Essential Libraries To Have In Your Toolbox For Data Science And ML — Series #1 — NumPy

Kaan Ceylan
8 min readFeb 16, 2022

--

Illustration from realpython.com — https://realpython.com/numpy-tutorial/

In this series of blog posts I will try to introduce you to the must-have libraries if you’re going to use Python and will be working with data and/or ML. The stack will be split into two main parts, the first part is going to be about libraries that will let you work with, manipulate and visualize data. In the second part we will look at machine learning libraries and frameworks.

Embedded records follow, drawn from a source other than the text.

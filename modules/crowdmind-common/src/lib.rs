pub mod config;
pub mod error;
pub mod types;

pub use config::Config;
pub use error::ModerationError;
pub use types::*;
// Lifecycle orchestrator for the moderation pipeline.
//
// Owns the selected queue store and wires it to the batch processor, the
// immediate pipeline, scoring and summaries. The periodic sweep is a single
// background task started and stopped from here.

use std::sync::{Arc, Mutex};

use tokio::sync::oneshot;
use tokio::task::JoinHandle;
use tokio::time::MissedTickBehavior;
use tracing::{debug, info, warn};

use crowdmind_common::{
    CommentAnalysis, Config, EnqueueOutcome, ModerationError, ProfileScores, QueueEntry, Thread,
    ThreadId,
};

use crate::analyzer::{AnalysisService, GeminiAnalyzer};
use crate::batch::{join_batches, BatchOutcome, BatchProcessor};
use crate::display;
use crate::immediate::ImmediatePipeline;
use crate::locks::ThreadLocks;
use crate::queue::QueueStore;
use crate::scoring::ScoringEngine;
use crate::store::{ProfileStore, ThreadStore};
use crate::summary::{DiscussionSummary, SummaryService};
use crate::trigger::TriggerPolicy;

/// A comment the forum has just persisted, with its moderation scores.
#[derive(Debug, Clone)]
pub struct AcceptedComment {
    pub thread_id: ThreadId,
    pub comment_index: usize,
    pub text: String,
    pub author_id: String,
    pub toxicity: f64,
    pub bias: f64,
}

#[derive(Debug, Clone, PartialEq)]
pub struct AcceptOutcome {
    pub enqueue: EnqueueOutcome,
    pub scores: ProfileScores,
}

type Started = Vec<(ThreadId, JoinHandle<BatchOutcome>)>;

struct SweepTask {
    stop: oneshot::Sender<()>,
    /// Resolves to the batches still running when the loop stopped.
    handle: JoinHandle<Started>,
}

pub struct Moderation {
    config: Config,
    queue: QueueStore,
    threads: Arc<dyn ThreadStore>,
    batch: Arc<BatchProcessor>,
    immediate: Arc<ImmediatePipeline>,
    scoring: ScoringEngine,
    summaries: SummaryService,
    sweep: Mutex<Option<SweepTask>>,
}

impl Moderation {
    /// Select the queue backend and build the Gemini analyzer from `config`.
    pub async fn connect(
        config: Config,
        threads: Arc<dyn ThreadStore>,
        profiles: Arc<dyn ProfileStore>,
    ) -> Self {
        config.log_redacted();
        let queue = QueueStore::connect(&config).await;
        let analyzer = Arc::new(GeminiAnalyzer::from_config(&config));
        Self::new(config, queue, threads, profiles, analyzer)
    }

    pub fn new(
        config: Config,
        queue: QueueStore,
        threads: Arc<dyn ThreadStore>,
        profiles: Arc<dyn ProfileStore>,
        analyzer: Arc<dyn AnalysisService>,
    ) -> Self {
        let locks = Arc::new(ThreadLocks::new());
        let batch = Arc::new(BatchProcessor::new(
            queue.clone(),
            threads.clone(),
            analyzer.clone(),
            TriggerPolicy::from_config(&config),
            locks.clone(),
        ));
        let immediate = Arc::new(ImmediatePipeline::new(
            threads.clone(),
            analyzer.clone(),
            locks.clone(),
            config.analysis_delay,
        ));
        let summaries = SummaryService::new(threads.clone(), analyzer, locks, config.summary_max_age);

        Self {
            queue,
            threads,
            batch,
            immediate,
            scoring: ScoringEngine::new(profiles),
            summaries,
            sweep: Mutex::new(None),
            config,
        }
    }

    pub fn config(&self) -> &Config {
        &self.config
    }

    pub fn queue(&self) -> &QueueStore {
        &self.queue
    }

    pub fn batch(&self) -> &Arc<BatchProcessor> {
        &self.batch
    }

    // -----------------------------------------------------------------------
    // Acceptance
    // -----------------------------------------------------------------------

    /// Queue a stored comment for batch analysis. Never fails: if the
    /// durable backend is down the entry lands in the local fallback.
    ///
    /// Queued indices must increase. A comment whose index is not past the
    /// newest queued one is logged and left out (`queued: false`).
    pub async fn enqueue(
        &self,
        thread_id: &ThreadId,
        comment_index: usize,
        text: impl Into<String>,
    ) -> EnqueueOutcome {
        if let Some(newest) = self.queue.newest_index(thread_id).await {
            if comment_index <= newest {
                warn!(
                    thread_id = %thread_id,
                    comment_index,
                    newest_queued = newest,
                    "Comment index is not past the queue tail, not queueing"
                );
                return EnqueueOutcome {
                    queued: false,
                    queue_size: self.queue.length(thread_id).await,
                };
            }
        }

        self.queue
            .append(thread_id, QueueEntry::new(comment_index, text))
            .await;
        self.queue
            .set_retention(thread_id, self.config.queue_retention)
            .await;
        let queue_size = self.queue.length(thread_id).await;

        debug!(thread_id = %thread_id, comment_index, queue_size, "Comment queued");
        EnqueueOutcome {
            queued: true,
            queue_size,
        }
    }

    /// Start immediate analysis of one comment, if enabled.
    pub fn submit_immediate(&self, thread_id: &ThreadId, comment_index: usize) -> Option<JoinHandle<()>> {
        if !self.config.immediate_analysis {
            return None;
        }
        Some(self.immediate.schedule(thread_id.clone(), comment_index))
    }

    pub async fn record_scores(
        &self,
        user_id: &str,
        toxicity: f64,
        bias: f64,
    ) -> Result<ProfileScores, ModerationError> {
        self.scoring.record(user_id, toxicity, bias).await
    }

    /// Everything that happens once the forum has stored a comment: queue it,
    /// kick off immediate analysis, and fold its scores into the author's
    /// profile. A scoring error is returned only after the comment is queued.
    pub async fn accept_comment(&self, comment: AcceptedComment) -> Result<AcceptOutcome, ModerationError> {
        let enqueue = self
            .enqueue(&comment.thread_id, comment.comment_index, comment.text)
            .await;
        // Detached; the pipeline logs its own failures.
        let _ = self.submit_immediate(&comment.thread_id, comment.comment_index);

        let scores = self
            .record_scores(&comment.author_id, comment.toxicity, comment.bias)
            .await?;
        Ok(AcceptOutcome { enqueue, scores })
    }

    // -----------------------------------------------------------------------
    // Queries
    // -----------------------------------------------------------------------

    /// Current analysis state of one comment, for polling clients.
    pub async fn get_analysis(
        &self,
        thread_id: &ThreadId,
        comment_index: usize,
    ) -> Result<CommentAnalysis, ModerationError> {
        let thread = self.load(thread_id).await?;
        display::analysis_at(&thread, comment_index)
            .cloned()
            .ok_or_else(|| ModerationError::CommentIndexMismatch {
                thread_id: thread_id.clone(),
                index: comment_index,
                len: thread.comments.len(),
            })
    }

    /// Comment positions in relevance display order.
    pub async fn display_order(&self, thread_id: &ThreadId) -> Result<Vec<usize>, ModerationError> {
        let thread = self.load(thread_id).await?;
        Ok(display::relevance_order(&thread.comments))
    }

    pub async fn ensure_summary(&self, thread_id: &ThreadId) -> Result<DiscussionSummary, ModerationError> {
        self.summaries.ensure_summary(thread_id).await
    }

    async fn load(&self, thread_id: &ThreadId) -> Result<Thread, ModerationError> {
        self.threads
            .find_thread(thread_id)
            .await?
            .ok_or_else(|| ModerationError::ThreadNotFound(thread_id.clone()))
    }

    // -----------------------------------------------------------------------
    // Lifecycle
    // -----------------------------------------------------------------------

    /// Start the periodic sweep. Returns false if it was already running.
    pub fn start_sweep(&self) -> bool {
        let mut slot = self.sweep.lock().unwrap_or_else(|e| e.into_inner());
        if slot.is_some() {
            debug!("Batch sweep already running");
            return false;
        }

        let (stop, mut stopped) = oneshot::channel::<()>();
        let batch = Arc::clone(&self.batch);
        let period = self.config.sweep_interval;

        let handle = tokio::spawn(async move {
            let mut ticker = tokio::time::interval(period);
            ticker.set_missed_tick_behavior(MissedTickBehavior::Delay);
            // The first tick completes immediately.
            ticker.tick().await;
            let mut running: Started = Vec::new();
            loop {
                tokio::select! {
                    _ = ticker.tick() => {
                        running.retain(|(_, handle)| !handle.is_finished());
                        let started = batch.sweep().await;
                        if !started.is_empty() {
                            debug!(batches = started.len(), "Sweep started batches");
                        }
                        running.extend(started);
                    }
                    _ = &mut stopped => break,
                }
            }
            running
        });

        *slot = Some(SweepTask { stop, handle });
        info!(interval_secs = period.as_secs(), "Batch sweep started");
        true
    }

    /// Stop the periodic sweep and wait for the batches it started that are
    /// still running. Returns their outcomes.
    pub async fn stop_sweep(&self) -> Vec<(ThreadId, BatchOutcome)> {
        let task = self.sweep.lock().unwrap_or_else(|e| e.into_inner()).take();
        let Some(task) = task else {
            return Vec::new();
        };
        let _ = task.stop.send(());
        let running = match task.handle.await {
            Ok(running) => running,
            Err(e) => {
                warn!(error = %e, "Sweep task ended abnormally");
                Vec::new()
            }
        };
        if !running.is_empty() {
            info!(batches = running.len(), "Waiting for running batches");
        }
        let outcomes = join_batches(running).await;
        info!("Batch sweep stopped");
        outcomes
    }

    pub fn is_sweeping(&self) -> bool {
        self.sweep
            .lock()
            .unwrap_or_else(|e| e.into_inner())
            .is_some()
    }

    /// One final trigger pass. Queues below both thresholds stay queued.
    pub async fn flush_all(&self) -> Vec<(ThreadId, BatchOutcome)> {
        self.batch.flush_all().await
    }

    /// Stop the sweep, wait for its running batches, then flush. Returns the
    /// outcomes of both.
    pub async fn shutdown(&self) -> Vec<(ThreadId, BatchOutcome)> {
        info!("Shutting down moderation");
        let mut outcomes = self.stop_sweep().await;
        outcomes.extend(self.flush_all().await);
        outcomes
    }
}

Anything that involves machine learning and data is a process that relies heavily on computational power without a doubt. You need to do vectorization, broadcasting (we will get to those in a bit) and work with tensors (which are just matrices on steroids). So NumPy, being written in mostly C, brings the computational power these operations need to Python. It is pretty much the go-to library for doing any computational work and data manipulation in Python. Whether your goal is to do broadcasting, indexing or a more ambitious one like writing an ML algorithm from scratch, NumPy is the answer. Let’s take a look at a code snippet where we’re using python’s built-in random module and NumPy’s to generate 10 million random integers and see how long it takes for both of them to run, then we’ll look at the results. I’ll be using timeit to see how long it takes for each line of code to run.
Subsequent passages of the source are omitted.